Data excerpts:
* * *
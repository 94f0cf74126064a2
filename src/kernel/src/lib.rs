//! Perch Kernel
//!
//! Machine bring-up and trap-dispatch core of a bare-metal test kernel for
//! 64-bit POWER guests.
//!
//! # Architecture
//!
//! The kernel is structured into the following modules:
//! - `boot`: the bring-up sequence and boot logging
//! - `devicetree`, `topology`, `features`: hardware discovery
//! - `memory`, `allocator`: region map, early allocator and heap
//! - `trap`, `stack`: exception dispatch and fault-time backtraces
//! - `smp`, `sync`, `time`: per-CPU state, spinlocks and waits
//! - `arch`: register access and hypervisor calls
//!
//! # Safety
//!
//! This is a `#![no_std]` kernel. All unsafe code is documented with safety
//! invariants explaining why the usage is correct.

#![cfg_attr(not(test), no_std)]
#![cfg_attr(target_arch = "powerpc64", feature(asm_experimental_arch))]

extern crate alloc;

pub mod allocator;
pub mod arch;
pub mod boot;
pub mod config;
pub mod console;
pub mod devicetree;
pub mod exit;
pub mod features;
pub mod logger;
pub mod memory;
pub mod smp;
pub mod stack;
pub mod sync;
pub mod testutil;
pub mod time;
pub mod topology;
pub mod trap;
//! Bring-up sequence run by the boot CPU.

use perch_common::{BringupError, FeatureFlags};
use perch_hal::Processor;

use crate::devicetree::{FirmwareEntry, HardwareDescription};
use crate::features;
use crate::memory::{self, PhysAllocator, RegionMap};
use crate::topology::{self, CpuTopology};

/// What bring-up learned about the machine.
#[derive(Debug, Clone)]
pub struct Machine {
    pub topology: CpuTopology,
    pub features: FeatureFlags,
    pub regions: RegionMap,
    pub boot_cpu: u32,
}

/// Build the machine model from the hardware description.
///
/// CPU discovery runs before the allocator is seeded, since the
/// allocation alignment comes from the cache line sizes.
pub fn discover_machine<D, P>(
    dt: &D,
    cpu: &P,
    freemem: u64,
) -> Result<(Machine, PhysAllocator), BringupError>
where
    D: HardwareDescription + ?Sized,
    P: Processor,
{
    let topology = topology::discover(dt)?;
    let features = features::detect(cpu);
    let regions = RegionMap::discover(dt, freemem)?;
    let phys = memory::seed_allocator(&topology, &regions, freemem);

    let machine = Machine {
        topology,
        features,
        regions,
        boot_cpu: dt.boot_cpuid_phys(),
    };
    Ok((machine, phys))
}

/// Firmware interface behind the console and power-off.
#[derive(Debug, Clone, Copy, PartialEq, Eq)]
pub enum Firmware {
    /// PAPR hypervisor calls.
    Papr,
    /// OPAL calls through the given entry.
    Opal(FirmwareEntry),
}

/// Pick the firmware interface for the platform `features` describe.
pub fn select_firmware<D>(dt: &D, features: FeatureFlags) -> Result<Firmware, BringupError>
where
    D: HardwareDescription + ?Sized,
{
    if features.is_powernv() {
        dt.opal().map(Firmware::Opal)
    } else {
        Ok(Firmware::Papr)
    }
}

#[cfg(target_arch = "powerpc64")]
pub use guest::setup;

#[cfg(target_arch = "powerpc64")]
mod guest {
    use alloc::format;
    use alloc::string::String;
    use core::slice;

    use perch_hal::{HcallError, Processor};

    use super::*;
    use crate::allocator;
    use crate::arch::powerpc64::{self, hcall, opal, serial, Ppc64, BOOT_EXCEPTION_STACK};
    use crate::boot::relocate::FreeMemory;
    use crate::boot::{self, Status, BOOTARGS, ENVIRONMENT, MACHINE};
    use crate::console;
    use crate::devicetree::{self, FdtDescription};
    use crate::exit::fatal;
    use crate::logger;
    use crate::smp::CPUS;
    use crate::time;

    /// Bring the machine up from the device tree at `fdt`.
    ///
    /// # Safety
    ///
    /// Must run once, on the boot CPU, with `fdt` pointing at the blob the
    /// loader passed in and nothing but the boot stack in use above
    /// `stacktop`.
    pub unsafe fn setup(fdt: *const u8) -> &'static Machine {
        let cpu = Ppc64;

        let header = devicetree::header_at(fdt).unwrap_or_else(|err| fatal(err));
        CPUS.reset();
        CPUS.init_boot_cpu(&cpu, header.boot_cpuid_phys, BOOT_EXCEPTION_STACK.base());
        powerpc64::enable_mcheck();

        // The console needs no memory of its own, only the platform. Nothing
        // can be printed if this fails.
        let features = features::publish(features::detect(&cpu));
        let early = slice::from_raw_parts(fdt, header.total_size as usize);
        let firmware = FdtDescription::new(early)
            .and_then(|dt| select_firmware(&dt, features))
            .unwrap_or_else(|err| fatal(err));
        match firmware {
            Firmware::Papr => console::install(serial::terminal()),
            Firmware::Opal(entry) => {
                opal::init(entry).unwrap_or_else(|err| fatal(err));
                console::install(opal::console());
            }
        }
        if !features::is_known(cpu.version()) {
            boot::log(
                Status::Warn,
                format_args!("unknown processor version {:#06x}", cpu.version() >> 16),
            );
        }

        let mut free = FreeMemory::new(powerpc64::stack_top());
        let total = header.total_size as usize;
        let blob = slice::from_raw_parts(free.relocate(fdt, total), total);
        let dt = FdtDescription::new(blob).unwrap_or_else(|err| fatal(err));
        let initrd = dt.initrd().map(|(start, end)| {
            let len = (end - start) as usize;
            (free.relocate(start as *const u8, len) as *const u8, len)
        });
        let freemem = free.page_aligned();

        let (machine, mut phys) =
            discover_machine(&dt, &cpu, freemem).unwrap_or_else(|err| fatal(err));
        time::set_tb_hz(machine.topology.tb_hz());

        if features.is_pseries() {
            if let Err(HcallError(status)) = hcall::set_interrupt_endianness() {
                fatal(format_args!("H_SET_MODE failed ({})", status));
            }
        }

        let heap = allocator::init_heap(&mut phys).unwrap_or_else(|err| fatal(err));
        *crate::memory::PHYS_ALLOCATOR.lock() = phys;
        logger::init();

        if let Some((start, len)) = initrd {
            ENVIRONMENT.call_once(|| slice::from_raw_parts(start, len).to_vec());
        }
        if let Some(args) = dt.bootargs() {
            BOOTARGS.call_once(|| String::from(args));
        }

        let machine = MACHINE.call_once(|| machine);
        boot::log(Status::Ok, "Machine brought up");
        boot::log_detail(&format!(
            "{} CPUs, timebase {} Hz, features {:?}",
            machine.topology.nr_present(),
            machine.topology.tb_hz(),
            machine.features
        ));
        boot::log_detail(&format!(
            "memory {:#x}-{:#x}, heap {:#x}+{:#x}",
            machine.regions.physical_start(),
            machine.regions.physical_end(),
            heap.start,
            heap.size
        ));
        log::debug!("free memory starts at {:#x}", freemem);
        machine
    }
}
* * *
TASK |
Give only a number: how many lines of the data hold the string "early"?

RESULT FOR THIS TASK |
3